7 of 154 comments (clear)

  1. Security issue? by miffo.swe · · Score: 5, Insightful

    Isnt this a very large gaping security issue? I would assume its much worse than the Android one where you had to trick the user into installing a kernel module manually.

    --
    HTTP/1.1 400
    1. Re:Security issue? by Timmmm · · Score: 5, Insightful

      Indeed. "Custom versions of Android can be easily created" gets reported as "Android vulnerable to rootkits!", but "Huge security flaw in mobile safari" gets reported as "Unlock your iPhone 4!"

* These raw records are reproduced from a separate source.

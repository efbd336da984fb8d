use crate::error::TransactionError;
use crate::id::{Party, StateRef, TxId};
use crate::states::StateObject;
use crate::update::VaultUpdate;
use serde::{Deserialize, Serialize};
use std::collections::{BTreeMap, BTreeSet};

/// An output of a transaction that has not been built yet
#[derive(Debug, Clone, PartialEq, Eq, Serialize, Deserialize)]
pub struct OutputSpec {
    pub owner: Party,
    pub asset: String,
    pub quantity: u64,
}

/// A resolved ledger transaction
///
/// Inputs carry the full consumed states so every participant can compute its
/// own vault update without looking anything up.
#[derive(Debug, Clone, PartialEq, Eq, Serialize, Deserialize)]
pub struct LedgerTransaction {
    pub id: TxId,
    pub inputs: Vec<StateObject>,
    pub outputs: Vec<StateObject>,
    pub notary: Party,
    pub salt: u64,
}

impl LedgerTransaction {
    /// True if the transaction creates states without consuming any
    pub fn is_issuance(&self) -> bool {
        self.inputs.is_empty()
    }

    pub fn input_refs(&self) -> BTreeSet<StateRef> {
        self.inputs.iter().map(|state| state.state_ref).collect()
    }

    /// Every party owning an input or an output
    pub fn participants(&self) -> BTreeSet<Party> {
        self.inputs
            .iter()
            .chain(self.outputs.iter())
            .map(|state| state.owner.clone())
            .collect()
    }

    /// The slice of this transaction relevant to `party`'s vault
    ///
    /// # Parameters
    /// * `party` - The vault owner
    ///
    /// # Returns
    /// Consumed inputs the party owned and produced outputs the party owns
    pub fn vault_update_for(&self, party: &Party) -> VaultUpdate {
        let consumed = self
            .inputs
            .iter()
            .filter(|state| state.is_owned_by(party))
            .map(|state| state.state_ref)
            .collect();
        let produced = self
            .outputs
            .iter()
            .filter(|state| state.is_owned_by(party))
            .cloned()
            .collect();
        VaultUpdate::new(consumed, produced)
    }

    /// Check the id matches the content and that non-issuance transactions conserve every asset
    pub fn verify(&self) -> Result<(), TransactionError> {
        if self.outputs.is_empty() && self.inputs.is_empty() {
            return Err(TransactionError::Empty);
        }

        let specs: Vec<OutputSpec> = self
            .outputs
            .iter()
            .map(|state| OutputSpec {
                owner: state.owner.clone(),
                asset: state.asset.clone(),
                quantity: state.quantity,
            })
            .collect();
        let expected = compute_id(&self.input_refs(), &specs, &self.notary, self.salt);
        if expected != self.id {
            return Err(TransactionError::IdMismatch(self.id));
        }

        for (index, output) in self.outputs.iter().enumerate() {
            if output.state_ref != StateRef::new(self.id, index as u32) {
                return Err(TransactionError::IdMismatch(self.id));
            }
        }

        if self.is_issuance() {
            return Ok(());
        }

        let inputs = asset_totals(&self.inputs);
        let outputs = asset_totals(&self.outputs);
        if inputs != outputs {
            let asset = inputs
                .keys()
                .chain(outputs.keys())
                .find(|asset| inputs.get(*asset) != outputs.get(*asset))
                .map(|asset| asset.to_string())
                .unwrap_or_default();
            return Err(TransactionError::Unbalanced(asset));
        }

        Ok(())
    }
}

/// Assembles a transaction and derives its id
#[derive(Debug, Clone)]
pub struct TransactionBuilder {
    notary: Party,
    inputs: Vec<StateObject>,
    outputs: Vec<OutputSpec>,
    salt: u64,
}

impl TransactionBuilder {
    pub fn new(notary: Party) -> Self {
        Self {
            notary,
            inputs: Vec::new(),
            outputs: Vec::new(),
            salt: 0,
        }
    }

    pub fn add_input(mut self, state: StateObject) -> Self {
        self.inputs.push(state);
        self
    }

    pub fn add_output(mut self, owner: Party, asset: impl Into<String>, quantity: u64) -> Self {
        self.outputs.push(OutputSpec {
            owner,
            asset: asset.into(),
            quantity,
        });
        self
    }

    /// Salt distinguishes otherwise identical transactions
    pub fn salt(mut self, salt: u64) -> Self {
        self.salt = salt;
        self
    }

    pub fn build(self) -> Result<LedgerTransaction, TransactionError> {
        let input_refs: BTreeSet<StateRef> = self.inputs.iter().map(|s| s.state_ref).collect();
        if input_refs.len() != self.inputs.len() {
            return Err(TransactionError::DuplicateInput);
        }

        let id = compute_id(&input_refs, &self.outputs, &self.notary, self.salt);
        let outputs = self
            .outputs
            .into_iter()
            .enumerate()
            .map(|(index, spec)| {
                StateObject::new(
                    StateRef::new(id, index as u32),
                    spec.owner,
                    spec.asset,
                    spec.quantity,
                )
            })
            .collect();

        let tx = LedgerTransaction {
            id,
            inputs: self.inputs,
            outputs,
            notary: self.notary,
            salt: self.salt,
        };
        tx.verify()?;
        Ok(tx)
    }
}

fn asset_totals(states: &[StateObject]) -> BTreeMap<&str, u128> {
    let mut sums: BTreeMap<&str, u128> = BTreeMap::new();
    for state in states {
        *sums.entry(state.asset.as_str()).or_default() += state.quantity as u128;
    }
    sums
}

fn compute_id(
    inputs: &BTreeSet<StateRef>,
    outputs: &[OutputSpec],
    notary: &Party,
    salt: u64,
) -> TxId {
    let mut seeds: Vec<Vec<u8>> = Vec::with_capacity(inputs.len() + outputs.len() * 3 + 2);
    for input in inputs {
        let mut bytes = input.txid.bytes().to_vec();
        bytes.extend_from_slice(&input.index.to_le_bytes());
        seeds.push(bytes);
    }
    for output in outputs {
        seeds.push(output.owner.name().as_bytes().to_vec());
        seeds.push(output.asset.as_bytes().to_vec());
        seeds.push(output.quantity.to_le_bytes().to_vec());
    }
    seeds.push(notary.name().as_bytes().to_vec());
    seeds.push(salt.to_le_bytes().to_vec());

    let slices: Vec<&[u8]> = seeds.iter().map(|seed| seed.as_slice()).collect();
    TxId::derive(&slices)
}

#[cfg(test)]
mod tests {
    use super::*;

    fn issue(owner: &str, quantity: u64, salt: u64) -> LedgerTransaction {
        TransactionBuilder::new(Party::new("Notary"))
            .add_output(Party::new(owner), "USD", quantity)
            .salt(salt)
            .build()
            .unwrap()
    }

    #[test]
    fn test_issuance_outputs_reference_the_transaction() {
        let tx = issue("Bank", 1000, 1);
        assert!(tx.is_issuance());
        assert_eq!(tx.outputs.len(), 1);
        assert_eq!(tx.outputs[0].state_ref, StateRef::new(tx.id, 0));
        assert!(tx.verify().is_ok());

        // Different salt, different id
        assert_ne!(tx.id, issue("Bank", 1000, 2).id);
    }

    #[test]
    fn test_vault_update_per_participant() {
        let issued = issue("Bank", 1000, 1);
        let state = issued.outputs[0].clone();

        let moved = TransactionBuilder::new(Party::new("Notary"))
            .add_input(state.clone())
            .add_output(Party::new("Corp"), "USD", 1000)
            .build()
            .unwrap();

        let bank = moved.vault_update_for(&Party::new("Bank"));
        assert_eq!(bank.sizes(), (1, 0));
        assert!(bank.consumed.contains(&state.state_ref));

        let corp = moved.vault_update_for(&Party::new("Corp"));
        assert_eq!(corp.sizes(), (0, 1));

        let bystander = moved.vault_update_for(&Party::new("Other"));
        assert!(bystander.is_empty());

        let participants: Vec<String> = moved
            .participants()
            .iter()
            .map(|p| p.name().to_string())
            .collect();
        assert_eq!(participants, vec!["Bank", "Corp"]);
    }

    #[test]
    fn test_unbalanced_move_is_rejected() {
        let issued = issue("Bank", 100, 1);
        let result = TransactionBuilder::new(Party::new("Notary"))
            .add_input(issued.outputs[0].clone())
            .add_output(Party::new("Corp"), "USD", 150)
            .build();
        assert_eq!(result, Err(TransactionError::Unbalanced("USD".to_string())));
    }

    #[test]
    fn test_duplicate_input_and_empty_transaction() {
        let issued = issue("Bank", 100, 1);
        let state = issued.outputs[0].clone();
        let result = TransactionBuilder::new(Party::new("Notary"))
            .add_input(state.clone())
            .add_input(state)
            .add_output(Party::new("Corp"), "USD", 200)
            .build();
        assert_eq!(result, Err(TransactionError::DuplicateInput));

        let empty = TransactionBuilder::new(Party::new("Notary")).build();
        assert_eq!(empty, Err(TransactionError::Empty));
    }

    #[test]
    fn test_tampered_transaction_fails_verification() {
        let mut tx = issue("Bank", 100, 1);
        tx.outputs[0].quantity = 1_000_000;
        assert_eq!(tx.verify(), Err(TransactionError::IdMismatch(tx.id)));
    }
}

    2. Re:Security issue? by whisper_jeff · · Score: 5, Insightful

      I'm sorry, but are you trying to imply that there's a negative bias against Android and a positive bias towards the iPhone on Slashdot lately? Really? Maybe you haven't been reading the site for the past year or so but, things have changed, quite a bit...

  2. So in other words by bm_luethke · · Score: 5, Insightful

    You have a remote rootkit running from simply visiting a website?

    Wasn't it just yesterday or the day before we called rooting your android (which has to be tethered), erasing your old operating system, and installing a new "custom" one with a rootkit installed on it which allows remote activiation of root an attack vector (note that even a rooted Android device can't get outside the Dalvik VM)?

    I'm certain, absolutely certain that there will be no abuses of this. There will not be any nefarious person have a "must have" app that is so good that the app store refused and all you have to do are these easy steps right here on this web page! No, never happen - users would *never* be stupid enough to run things from a website - this is a great feature!

    --
    ------- Sorry about the spelling, I suffer from two problems. Dyslexia makes it difficult to spell well, lazy makes it
    1. Re:So in other words by jamesh · · Score: 4, Insightful

      You have a remote rootkit running from simply visiting a website?

      That was my first thought too. Apple have left a hole in iPhoneOS (IOS, no matter how you case it, will always be Cisco in my mind :) wide enough that you can get root on it simply by getting to a website? I haven't RTFA so maybe there is more to it than that but i'm a little worried. I wonder how long until I can upgrade to Android on the iPhone...

  3. Re:Note: Userland Jailbreak, Not Bootrom Jailbreak by bemymonkey · · Score: 4, Insightful

    That's troubling on a great deal of levels. Android seems to be going the same way...

  4. Re:Does the jailbreak patch the exploit? by ColdWetDog · · Score: 4, Insightful

    You've got to love the iPhone spin on this...

    Your Reality Distortion Field is getting a bit weak. Time to head out to your local Apple store and buy something new and shiny to refresh the Field.

    Then you will feel better.

    --
    Faster! Faster! Faster would be better!